Sebuah studi menunjukkan, manajemen mikro adalah salah satu alasan utama karyawan memilih untuk meninggalkan perusahaan. Kehilangan talenta ini tidak hanya mengganggu operasional perusahaan, tetapi juga mahal karena proses rekrutmen dan pelatihan karyawan baru membutuhkan waktu dan biaya besar.
Steve Jobs pernah mengatakan, “Tidak masuk akal untuk mempekerjakan orang pintar dan memberi tahu mereka apa yang harus dilakukan; kami mempekerjakan orang pintar sehingga mereka dapat memberi tahu kami apa yang harus dilakukan.”
Namun, hal ini menjadi terabaikan ketika manajemen mikro terjadi. Akibatnya, karyawan merasa bahwa ide-ide mereka tidak dihargai sehingga mereka berhenti beride dan berinovasi.
Mengubah gaya kepemimpinan
Apakah pemimpin yang melakukan manajemen mikro bisa berubah? Carey Nieuwhof menyebutkan bahwa langkah pertama adalah mengakui adanya masalah.
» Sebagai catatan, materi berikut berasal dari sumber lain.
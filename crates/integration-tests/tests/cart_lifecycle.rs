//! `CartHolder` driving the storefront proxy end to end.

#![allow(clippy::unwrap_used)]

use harbor_cart::{CartApi, CartHolder, CartIdStore, FileCartIdStore};
use harbor_core::{CartId, VariantId};
use harbor_integration_tests::{FakeShopify, TestStorefront, public_token, spawn_storefront};

fn state_file(name: &str) -> std::path::PathBuf {
    std::env::temp_dir().join(format!(
        "harbor-lifecycle-{}-{name}.json",
        std::process::id()
    ))
}

fn holder(storefront: &TestStorefront, path: &std::path::Path) -> CartHolder<FileCartIdStore> {
    CartHolder::new(
        CartApi::new(&storefront.base_url).unwrap(),
        FileCartIdStore::new(path),
    )
}

#[tokio::test]
async fn test_session_survives_restart() {
    let shopify = FakeShopify::spawn().await;
    let storefront = spawn_storefront(&shopify, public_token()).await;
    let path = state_file("restart");
    let _ = std::fs::remove_file(&path);

    let first = holder(&storefront, &path);
    first.init().await;
    first
        .add_item(VariantId::new("gid://shopify/ProductVariant/11"), Some(2))
        .await;
    let cart_id = first.cart().await.unwrap().id;
    assert!(first.state().await.is_open);

    // A new session reading the same file picks the cart back up.
    let second = holder(&storefront, &path);
    second.init().await;
    let restored = second.cart().await.unwrap();
    assert_eq!(restored.id, cart_id);
    assert_eq!(restored.total_quantity, 2);
    assert!(!second.state().await.is_open);
    assert_eq!(shopify.calls("CreateCart"), 1);

    std::fs::remove_file(&path).unwrap();
}

#[tokio::test]
async fn test_expired_cart_is_replaced_and_persisted() {
    let shopify = FakeShopify::spawn().await;
    let storefront = spawn_storefront(&shopify, public_token()).await;
    let path = state_file("expired");
    let _ = std::fs::remove_file(&path);

    let first = holder(&storefront, &path);
    first.init().await;
    let old_id = first.cart().await.unwrap().id;
    shopify.expire_cart(old_id.as_str());

    let second = holder(&storefront, &path);
    second.init().await;
    let new_id = second.cart().await.unwrap().id;

    assert_ne!(new_id, old_id);
    assert_eq!(FileCartIdStore::new(&path).load().unwrap(), Some(new_id));
    assert_eq!(shopify.calls("GetCart"), 1);
    assert_eq!(shopify.calls("CreateCart"), 2);

    std::fs::remove_file(&path).unwrap();
}

#[tokio::test]
async fn test_edit_lines() {
    let shopify = FakeShopify::spawn().await;
    let storefront = spawn_storefront(&shopify, public_token()).await;
    let path = state_file("edit");
    let _ = std::fs::remove_file(&path);

    let holder = holder(&storefront, &path);
    holder.init().await;
    holder
        .add_item(VariantId::new("gid://shopify/ProductVariant/11"), None)
        .await;
    holder
        .add_item(VariantId::new("gid://shopify/ProductVariant/21"), Some(3))
        .await;

    let cart = holder.cart().await.unwrap();
    assert_eq!(cart.total_quantity, 4);
    assert_eq!(cart.cost.subtotal_amount.format(), "$68.50");
    let tee_line = cart.lines[0].id.clone();
    let mug_line = cart.lines[1].id.clone();

    holder.update_item(tee_line, 0).await;
    let cart = holder.cart().await.unwrap();
    assert_eq!(cart.lines.len(), 1);
    assert_eq!(cart.lines[0].id, mug_line);

    holder.remove_item(mug_line).await;
    let state = holder.state().await;
    assert!(state.cart.unwrap().is_empty());
    assert!(!state.is_loading);

    std::fs::remove_file(&path).unwrap();
}

#[tokio::test]
async fn test_failed_add_leaves_cart_untouched() {
    let shopify = FakeShopify::spawn().await;
    let storefront = spawn_storefront(&shopify, public_token()).await;
    let path = state_file("failed-add");
    let _ = std::fs::remove_file(&path);

    let holder = holder(&storefront, &path);
    holder.init().await;
    let before = holder.cart().await;

    holder
        .add_item(VariantId::new("gid://shopify/ProductVariant/999"), None)
        .await;

    let state = holder.state().await;
    assert_eq!(state.cart, before);
    assert!(!state.is_open);
    assert!(!state.is_loading);

    std::fs::remove_file(&path).unwrap();
}

#[tokio::test]
async fn test_storefront_down_leaves_holder_empty() {
    let path = state_file("down");
    let _ = std::fs::remove_file(&path);
    FileCartIdStore::new(&path)
        .save(&CartId::new("gid://shopify/Cart/old"))
        .unwrap();

    let holder = CartHolder::new(
        CartApi::new("http://127.0.0.1:1").unwrap(),
        FileCartIdStore::new(&path),
    );
    holder.init().await;

    assert!(holder.cart().await.is_none());
    holder
        .add_item(VariantId::new("gid://shopify/ProductVariant/11"), None)
        .await;
    assert!(!holder.state().await.is_loading);

    std::fs::remove_file(&path).unwrap();
}
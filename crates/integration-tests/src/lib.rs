//! Integration test harness for Harbor.
//!
//! Everything runs in-process on ephemeral ports: a [`FakeShopify`] GraphQL
//! endpoint standing in for the Storefront API, and the real storefront
//! router pointed at it via [`spawn_storefront`].
//!
//! # Test Categories
//!
//! - `catalog` - product and collection reads, caching, tag invalidation
//! - `cart_proxy` - `/api/cart*` request validation and upstream mapping
//! - `cart_lifecycle` - `CartHolder` driving the proxy end to end
//!
//! # Example
//!
//! ```rust,ignore
//! let shopify = FakeShopify::spawn().await;
//! let storefront = spawn_storefront(&shopify, public_token()).await;
//! let resp = reqwest::get(format!("{}/api/products", storefront.base_url)).await?;
//! assert_eq!(shopify.calls("GetProducts"), 1);
//! ```

#![allow(clippy::missing_panics_doc, clippy::unwrap_used)]

use std::collections::HashMap;
use std::sync::{Arc, Mutex, MutexGuard};
use std::time::Duration;

use axum::{
    Json, Router,
    extract::State,
    http::{HeaderMap, StatusCode},
    response::{IntoResponse, Response},
    routing::post,
};
use harbor_storefront::config::{ShopifyStorefrontConfig, StorefrontConfig, StorefrontToken};
use harbor_storefront::state::AppState;
use secrecy::SecretString;
use serde_json::{Value, json};

/// Token headers the Storefront API accepts.
const TOKEN_HEADERS: [&str; 2] = [
    "x-shopify-storefront-access-token",
    "shopify-storefront-private-token",
];

/// Public token for tests.
#[must_use]
pub fn public_token() -> StorefrontToken {
    StorefrontToken::Public(SecretString::from("public-test-token"))
}

/// Private token for tests.
#[must_use]
pub fn private_token() -> StorefrontToken {
    StorefrontToken::Private(SecretString::from("shpat_k9Qz7LmX2vR4tW8yB1nC"))
}

// =============================================================================
// Fake Storefront API
// =============================================================================

#[derive(Debug, Clone)]
struct FakeVariant {
    id: String,
    title: String,
    option: Option<(String, String)>,
    price_cents: u64,
    available: bool,
}

#[derive(Debug, Clone)]
struct FakeProduct {
    id: String,
    handle: String,
    title: String,
    option_name: Option<String>,
    variants: Vec<FakeVariant>,
}

#[derive(Debug, Clone)]
struct FakeLine {
    id: String,
    variant_id: String,
    quantity: u32,
}

/// Token header seen on a request.
#[derive(Debug, Clone, PartialEq, Eq)]
pub struct SeenToken {
    pub header: String,
    pub value: String,
}

#[derive(Debug, Default)]
struct FakeState {
    products: Vec<FakeProduct>,
    carts: HashMap<String, Vec<FakeLine>>,
    next_id: u32,
    calls: Vec<String>,
    tokens: Vec<Option<SeenToken>>,
    failing: bool,
}

/// In-process stand-in for the Shopify Storefront GraphQL endpoint.
///
/// Dispatches on `operationName`, keeps carts in memory, and records every
/// operation and token header it receives. Catalog: `classic-tee` (Size S/M),
/// `harbor-mug` (single default variant), and collection `summer` with both.
#[derive(Clone)]
pub struct FakeShopify {
    endpoint: String,
    state: Arc<Mutex<FakeState>>,
}
//! Collection catalog handlers.

use axum::{
    Json,
    extract::{Path, State},
    http::header,
    response::IntoResponse,
};
use harbor_core::Collection;
use serde::Serialize;
use tracing::instrument;

use super::catalog_cache_control;
use crate::error::{AppError, Result, UpstreamContext};
use crate::state::AppState;

#[derive(Debug, Serialize)]
pub struct CollectionsResponse {
    pub collections: Vec<Collection>,
}

#[derive(Debug, Serialize)]
pub struct CollectionResponse {
    pub collection: Collection,
}

/// `GET /api/collections`
#[instrument(skip(state))]
pub async fn index(State(state): State<AppState>) -> Result<impl IntoResponse> {
    let collections = state
        .storefront()
        .get_collections()
        .await
        .upstream("Failed to fetch collections")?;

    Ok((
        [(
            header::CACHE_CONTROL,
            catalog_cache_control(state.config().shopify.cache_ttl),
        )],
        Json(CollectionsResponse { collections }),
    ))
}

/// `GET /api/collections/{handle}`
#[instrument(skip(state))]
pub async fn show(
    State(state): State<AppState>,
    Path(handle): Path<String>,
) -> Result<impl IntoResponse> {
    let collection = state
        .storefront()
        .get_collection(&handle)
        .await
        .upstream("Failed to fetch collection")?
        .ok_or_else(|| AppError::NotFound("Collection not found".to_string()))?;

    Ok((
        [(
            header::CACHE_CONTROL,
            catalog_cache_control(state.config().shopify.cache_ttl),
        )],
        Json(CollectionResponse { collection }),
    ))
}
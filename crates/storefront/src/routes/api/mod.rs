//! JSON API handlers.

pub mod cart;
pub mod collections;
pub mod products;

use std::time::Duration;

/// Cache policy for catalog responses. Browsers keep a response for as long
/// as the server-side catalog cache does.
pub fn catalog_cache_control(ttl: Duration) -> String {
    format!("public, max-age={}", ttl.as_secs())
}
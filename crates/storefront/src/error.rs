//! Unified error handling with Sentry integration.
//!
//! Provides a unified `AppError` type that captures errors to Sentry before
//! responding to the client. All route handlers return `Result<T, AppError>`.
//! Every error body has the shape `{"error": "<message>"}`.

use axum::{
    Json,
    http::StatusCode,
    response::{IntoResponse, Response},
};
use serde_json::json;
use thiserror::Error;

use crate::shopify::ShopifyError;

/// Application-level error type for the storefront.
#[derive(Debug, Error)]
pub enum AppError {
    /// Shopify call failed; `message` is what the client gets to see.
    #[error("{message}: {source}")]
    Upstream {
        message: &'static str,
        #[source]
        source: ShopifyError,
    },

    /// Resource not found.
    #[error("Not found: {0}")]
    NotFound(String),

    /// Bad request from client.
    #[error("Bad request: {0}")]
    BadRequest(String),
}

impl IntoResponse for AppError {
    fn into_response(self) -> Response {
        // Capture server errors to Sentry
        if matches!(self, Self::Upstream { .. }) {
            let event_id = sentry::capture_error(&self);
            tracing::error!(
                error = %self,
                sentry_event_id = %event_id,
                "Request error"
            );
        }

        let status = match &self {
            Self::Upstream { .. } => StatusCode::INTERNAL_SERVER_ERROR,
            Self::NotFound(_) => StatusCode::NOT_FOUND,
            Self::BadRequest(_) => StatusCode::BAD_REQUEST,
        };

        // Don't expose internal error details to clients
        let message = match self {
            Self::Upstream { message, .. } => message.to_string(),
            Self::NotFound(message) | Self::BadRequest(message) => message,
        };

        (status, Json(json!({ "error": message }))).into_response()
    }
}

/// Result type alias for `AppError`.
pub type Result<T> = std::result::Result<T, AppError>;

/// Attach a client-facing message to a failed Shopify call.
pub trait UpstreamContext<T> {
    /// Map a `ShopifyError` into `AppError::Upstream` with `message`.
    ///
    /// # Errors
    ///
    /// Returns the wrapped error if `self` is an error.
    fn upstream(self, message: &'static str) -> Result<T>;
}

impl<T> UpstreamContext<T> for std::result::Result<T, ShopifyError> {
    fn upstream(self, message: &'static str) -> Result<T> {
        self.map_err(|source| AppError::Upstream { message, source })
    }
}

/// Add a breadcrumb for user actions.
///
/// Breadcrumbs appear in Sentry error reports to show the trail of user actions
/// leading up to an error.
///
/// # Example
///
/// ```rust,ignore
/// add_breadcrumb("cart", "Added to cart", Some(&[("variant_id", "gid://...")]));
/// ```
pub fn add_breadcrumb(category: &str, message: &str, data: Option<&[(&str, &str)]>) {
    let mut breadcrumb = sentry::Breadcrumb {
        category: Some(category.to_string()),
        message: Some(message.to_string()),
        level: sentry::Level::Info,
        ..Default::default()
    };

    if let Some(pairs) = data {
        for (key, value) in pairs {
            breadcrumb.data.insert(
                (*key).to_string(),
                serde_json::Value::String((*value).to_string()),
            );
        }
    }

    sentry::add_breadcrumb(breadcrumb);
}
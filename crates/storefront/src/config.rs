//! Storefront configuration loaded from environment variables.
//!
//! # Environment Variables
//!
//! ## Required
//! - `SHOPIFY_STORE_DOMAIN` - Shopify store domain (e.g., your-store.myshopify.com)
//! - `SHOPIFY_STOREFRONT_ACCESS_TOKEN` - Storefront API public access token,
//!   unless a private token is set
//!
//! ## Optional
//! - `SHOPIFY_STOREFRONT_PRIVATE_TOKEN` - Storefront API private access token
//!   (server-side only, takes precedence over the public token)
//! - `SHOPIFY_API_VERSION` - API version (default: 2024-01)
//! - `SHOPIFY_STOREFRONT_ENDPOINT` - Full GraphQL endpoint URL, overriding the
//!   one derived from the store domain
//! - `STOREFRONT_HOST` - Bind address (default: 127.0.0.1)
//! - `STOREFRONT_PORT` - Listen port (default: 3000)
//! - `STOREFRONT_CACHE_TTL_SECS` - Catalog cache lifetime (default: 300, max: one year)
//! - `SENTRY_DSN` - Sentry error tracking DSN
//! - `SENTRY_ENVIRONMENT` - Sentry environment name

use std::collections::HashMap;
use std::net::{IpAddr, SocketAddr};
use std::time::Duration;

use secrecy::SecretString;
use thiserror::Error;

const DEFAULT_API_VERSION: &str = "2024-01";
const DEFAULT_CACHE_TTL_SECS: &str = "300";
const MAX_CACHE_TTL_SECS: u64 = 60 * 60 * 24 * 365;
const MIN_ENTROPY_BITS_PER_CHAR: f64 = 3.3;

/// Blocklist of common placeholder patterns (case-insensitive)
const PLACEHOLDER_PATTERNS: &[&str] = &[
    "your-",
    "changeme",
    "replace",
    "placeholder",
    "example",
    "secret",
    "password",
    "xxx",
    "todo",
    "fixme",
    "insert",
    "enter-",
    "put-your",
    "add-your",
];

/// Configuration errors that can occur during loading.
#[derive(Debug, Error)]
pub enum ConfigError {
    #[error("Missing environment variable: {0}")]
    MissingEnvVar(String),
    #[error("Invalid environment variable {0}: {1}")]
    InvalidEnvVar(String, String),
    #[error("Insecure secret in {0}: {1}")]
    InsecureSecret(String, String),
}

/// Storefront application configuration.
#[derive(Debug, Clone)]
pub struct StorefrontConfig {
    /// IP address to bind the server to
    pub host: IpAddr,
    /// Port to listen on
    pub port: u16,
    /// Shopify Storefront API configuration
    pub shopify: ShopifyStorefrontConfig,
    /// Sentry DSN for error tracking
    pub sentry_dsn: Option<String>,
    /// Sentry environment name
    pub sentry_environment: Option<String>,
}

/// Storefront API access token.
///
/// Shopify expects public and private tokens in different request headers.
#[derive(Clone)]
pub enum StorefrontToken {
    /// Public token, the kind that may also be shipped to browsers.
    Public(SecretString),
    /// Private token, server-side only.
    Private(SecretString),
}

impl StorefrontToken {
    /// Request header carrying this token.
    #[must_use]
    pub const fn header_name(&self) -> &'static str {
        match self {
            Self::Public(_) => "X-Shopify-Storefront-Access-Token",
            Self::Private(_) => "Shopify-Storefront-Private-Token",
        }
    }

    #[must_use]
    pub const fn secret(&self) -> &SecretString {
        match self {
            Self::Public(secret) | Self::Private(secret) => secret,
        }
    }
}

impl std::fmt::Debug for StorefrontToken {
    fn fmt(&self, f: &mut std::fmt::Formatter<'_>) -> std::fmt::Result {
        let kind = match self {
            Self::Public(_) => "Public",
            Self::Private(_) => "Private",
        };
        f.debug_tuple(kind).field(&"[REDACTED]").finish()
    }
}

/// Shopify Storefront API configuration.
#[derive(Debug, Clone)]
pub struct ShopifyStorefrontConfig {
    /// Shopify store domain (e.g., your-store.myshopify.com)
    pub store_domain: String,
    /// Shopify API version (e.g., 2024-01)
    pub api_version: String,
    /// Access token and the header it travels in
    pub token: StorefrontToken,
    /// Full endpoint URL, replacing the one derived from the domain
    pub endpoint_override: Option<String>,
    /// How long catalog reads stay cached
    pub cache_ttl: Duration,
}

impl StorefrontConfig {
    /// Load configuration from environment variables.
    ///
    /// Calls `dotenvy::dotenv()` to load from `.env` file if present.
    ///
    /// # Errors
    ///
    /// Returns `ConfigError` if required variables are missing, invalid, or
    /// if secrets fail validation (placeholder detection, entropy check).
    pub fn from_env() -> Result<Self, ConfigError> {
        // Load .env file if present (ignore errors if not found)
        let _ = dotenvy::dotenv();
        Self::from_lookup(|key| std::env::var(key).ok())
    }

    /// Build configuration from an arbitrary variable source.
    ///
    /// # Errors
    ///
    /// Same as [`StorefrontConfig::from_env`].
    pub fn from_lookup(lookup: impl Fn(&str) -> Option<String>) -> Result<Self, ConfigError> {
        let env = Env(&lookup);

        let host = env
            .get_or_default("STOREFRONT_HOST", "127.0.0.1")
            .parse::<IpAddr>()
            .map_err(|e| {
                ConfigError::InvalidEnvVar("STOREFRONT_HOST".to_string(), e.to_string())
            })?;
        let port = env
            .get_or_default("STOREFRONT_PORT", "3000")
            .parse::<u16>()
            .map_err(|e| {
                ConfigError::InvalidEnvVar("STOREFRONT_PORT".to_string(), e.to_string())
            })?;

        Ok(Self {
            host,
            port,
            shopify: ShopifyStorefrontConfig::load(&env)?,
            sentry_dsn: env.optional("SENTRY_DSN"),
            sentry_environment: env.optional("SENTRY_ENVIRONMENT"),
        })
    }

    /// Returns the socket address for binding the server.
    #[must_use]
    pub const fn socket_addr(&self) -> SocketAddr {
        SocketAddr::new(self.host, self.port)
    }
}

impl ShopifyStorefrontConfig {
    /// Load only the Shopify settings (used by the CLI).
    ///
    /// # Errors
    ///
    /// Returns `ConfigError` if required variables are missing or invalid.
    pub fn from_env() -> Result<Self, ConfigError> {
        let _ = dotenvy::dotenv();
        Self::load(&Env(&|key: &str| std::env::var(key).ok()))
    }

    fn load(env: &Env<'_>) -> Result<Self, ConfigError> {
        let store_domain = env.required("SHOPIFY_STORE_DOMAIN")?;
        if store_domain.is_empty() || store_domain.contains("://") || store_domain.contains('/') {
            return Err(ConfigError::InvalidEnvVar(
                "SHOPIFY_STORE_DOMAIN".to_string(),
                "expected a bare domain such as your-store.myshopify.com".to_string(),
            ));
        }

        let token = match env.optional("SHOPIFY_STOREFRONT_PRIVATE_TOKEN") {
            Some(private) => {
                validate_secret_strength(&private, "SHOPIFY_STOREFRONT_PRIVATE_TOKEN")?;
                StorefrontToken::Private(SecretString::from(private))
            }
            None => StorefrontToken::Public(SecretString::from(
                env.required("SHOPIFY_STOREFRONT_ACCESS_TOKEN")?,
            )),
        };

        let cache_ttl_secs = env
            .get_or_default("STOREFRONT_CACHE_TTL_SECS", DEFAULT_CACHE_TTL_SECS)
            .parse::<u64>()
            .map_err(|e| {
                ConfigError::InvalidEnvVar("STOREFRONT_CACHE_TTL_SECS".to_string(), e.to_string())
            })?;
        if cache_ttl_secs > MAX_CACHE_TTL_SECS {
            return Err(ConfigError::InvalidEnvVar(
                "STOREFRONT_CACHE_TTL_SECS".to_string(),
                format!("must be at most {MAX_CACHE_TTL_SECS} seconds"),
            ));
        }

        let endpoint_override = env.optional("SHOPIFY_STOREFRONT_ENDPOINT");
        if let Some(endpoint) = &endpoint_override {
            url::Url::parse(endpoint).map_err(|e| {
                ConfigError::InvalidEnvVar("SHOPIFY_STOREFRONT_ENDPOINT".to_string(), e.to_string())
            })?;
        }

        Ok(Self {
            store_domain,
            api_version: env.get_or_default("SHOPIFY_API_VERSION", DEFAULT_API_VERSION),
            token,
            endpoint_override,
            cache_ttl: Duration::from_secs(cache_ttl_secs),
        })
    }

    /// The Storefront GraphQL endpoint.
    #[must_use]
    pub fn endpoint(&self) -> String {
        self.endpoint_override.clone().unwrap_or_else(|| {
            format!(
                "https://{}/api/{}/graphql.json",
                self.store_domain, self.api_version
            )
        })
    }
}

// =============================================================================
// Helper Functions
// =============================================================================

/// Variable source; empty values count as unset.
struct Env<'a>(&'a dyn Fn(&str) -> Option<String>);

impl Env<'_> {
    /// Get an optional variable.
    fn optional(&self, key: &str) -> Option<String> {
        (self.0)(key).filter(|v| !v.trim().is_empty())
    }

    /// Get a required variable.
    fn required(&self, key: &str) -> Result<String, ConfigError> {
        self.optional(key)
            .ok_or_else(|| ConfigError::MissingEnvVar(key.to_string()))
    }

    /// Get a variable with a default value.
    fn get_or_default(&self, key: &str, default: &str) -> String {
        self.optional(key).unwrap_or_else(|| default.to_string())
    }
}
//! Harbor Core - Shared types library.
//!
//! This crate provides common types used across all Harbor components:
//! - `storefront` - Storefront API client and same-origin cart proxy
//! - `cart` - Client-side cart state holder
//! - `cli` - Command-line front end
//!
//! # Architecture
//!
//! The core crate contains only types and traits - no I/O, no HTTP clients.
//! This keeps it lightweight and allows it to be used on both sides of the
//! cart proxy.
//!
//! # Modules
//!
//! - [`types`] - Typed Shopify IDs, money, catalog and cart types

#![cfg_attr(not(test), forbid(unsafe_code))]

pub mod types;

pub use types::*;
//! Persisted cart ID slot.
//!
//! A single string survives restarts under [`CART_ID_KEY`]. The slot is not
//! synchronized across processes; two sessions initializing at once can each
//! create a cart and the last write wins.

use std::collections::BTreeMap;
use std::path::PathBuf;
use std::sync::Mutex;

use harbor_core::CartId;

use crate::error::StoreError;

/// Key the cart ID is stored under.
pub const CART_ID_KEY: &str = "shopify_cart_id";

/// Storage for the current session's cart ID.
pub trait CartIdStore: Send + Sync {
    /// Read the persisted cart ID, if any.
    ///
    /// # Errors
    ///
    /// Returns an error if the backing storage cannot be read.
    fn load(&self) -> Result<Option<CartId>, StoreError>;

    /// Persist `id`, replacing whatever was stored.
    ///
    /// # Errors
    ///
    /// Returns an error if the backing storage cannot be written.
    fn save(&self, id: &CartId) -> Result<(), StoreError>;

    /// Forget the persisted cart ID.
    ///
    /// # Errors
    ///
    /// Returns an error if the backing storage cannot be written.
    fn clear(&self) -> Result<(), StoreError>;
}

/// In-process store, mostly for tests.
#[derive(Debug, Default)]
pub struct MemoryCartIdStore {
    slot: Mutex<Option<CartId>>,
}

impl MemoryCartIdStore {
    #[must_use]
    pub fn new() -> Self {
        Self::default()
    }

    /// Start with `id` already persisted.
    #[must_use]
    pub fn with_id(id: CartId) -> Self {
        Self {
            slot: Mutex::new(Some(id)),
        }
    }

    fn slot(&self) -> std::sync::MutexGuard<'_, Option<CartId>> {
        // A panic while holding the lock cannot leave a half-written ID.
        self.slot
            .lock()
            .unwrap_or_else(std::sync::PoisonError::into_inner)
    }
}

impl CartIdStore for MemoryCartIdStore {
    fn load(&self) -> Result<Option<CartId>, StoreError> {
        Ok(self.slot().clone())
    }

    fn save(&self, id: &CartId) -> Result<(), StoreError> {
        *self.slot() = Some(id.clone());
        Ok(())
    }

    fn clear(&self) -> Result<(), StoreError> {
        *self.slot() = None;
        Ok(())
    }
}

/// JSON file of string keys to string values, like a browser's local storage.
///
/// Other keys in the file are preserved. Writes go to a sibling temp file
/// first and are renamed into place.
#[derive(Debug, Clone)]
pub struct FileCartIdStore {
    path: PathBuf,
}

impl FileCartIdStore {
    #[must_use]
    pub fn new(path: impl Into<PathBuf>) -> Self {
        Self { path: path.into() }
    }

    fn read_map(&self) -> Result<BTreeMap<String, String>, StoreError> {
        match std::fs::read(&self.path) {
            Ok(bytes) if bytes.iter().all(u8::is_ascii_whitespace) => Ok(BTreeMap::new()),
            Ok(bytes) => Ok(serde_json::from_slice(&bytes)?),
            Err(e) if e.kind() == std::io::ErrorKind::NotFound => Ok(BTreeMap::new()),
            Err(e) => Err(e.into()),
        }
    }

    fn write_map(&self, map: &BTreeMap<String, String>) -> Result<(), StoreError> {
        if let Some(parent) = self.path.parent().filter(|p| !p.as_os_str().is_empty()) {
            std::fs::create_dir_all(parent)?;
        }

        let mut tmp = self.path.clone().into_os_string();
        tmp.push(".tmp");
        let tmp = PathBuf::from(tmp);

        std::fs::write(&tmp, serde_json::to_vec_pretty(map)?)?;
        std::fs::rename(&tmp, &self.path)?;
        Ok(())
    }
}

impl CartIdStore for FileCartIdStore {
    fn load(&self) -> Result<Option<CartId>, StoreError> {
        Ok(self
            .read_map()?
            .remove(CART_ID_KEY)
            .filter(|id| !id.is_empty())
            .map(CartId::new))
    }

    fn save(&self, id: &CartId) -> Result<(), StoreError> {
        let mut map = self.read_map()?;
        map.insert(CART_ID_KEY.to_string(), id.as_str().to_string());
        self.write_map(&map)
    }

    fn clear(&self) -> Result<(), StoreError> {
        let mut map = self.read_map()?;
        if map.remove(CART_ID_KEY).is_some() {
            self.write_map(&map)?;
        }
        Ok(())
    }
}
Ini tidak mudah terjadi, apalagi banyak pemimpin yang tidak punya cukup kesadaran bahwa gaya kepemimpinannya akan membawa masalah dalam jangka panjang.
Membangun kesadaran ini dapat dilakukan lewat berbagai cara, misalnya dengan umpan balik 360 derajat untuk mendapatkan pendapat dari berbagai pihak. Mengingat kebiasaan ini juga berakar dari kepribadian, maka memahami profil kepribadian juga dapat menjadi sumber data untuk pengembangan diri.
Dalam Hogan Development Survey, para pemimpin dapat memperoleh gambaran tentang perilaku yang perlu dikelola agar tidak menghambat relasi dan kepemimpinannya. Salah satunya, kecenderungan melakukan manajemen mikro.
Langkah selanjutnya, melakukan modifikasi perilaku. Pola perilaku yang sudah berakar kuat, ditambah dengan tekanan dan persaingan di lingkungan kerja, sering membuat pemimpin merasa kontrol ketat adalah cara untuk memastikan hasil terbaik.
Perilaku ini membuat anggota tim merasa tidak dipercaya, padahal rasa percaya adalah fondasi dari hubungan yang sehat antara pemimpin dan tim.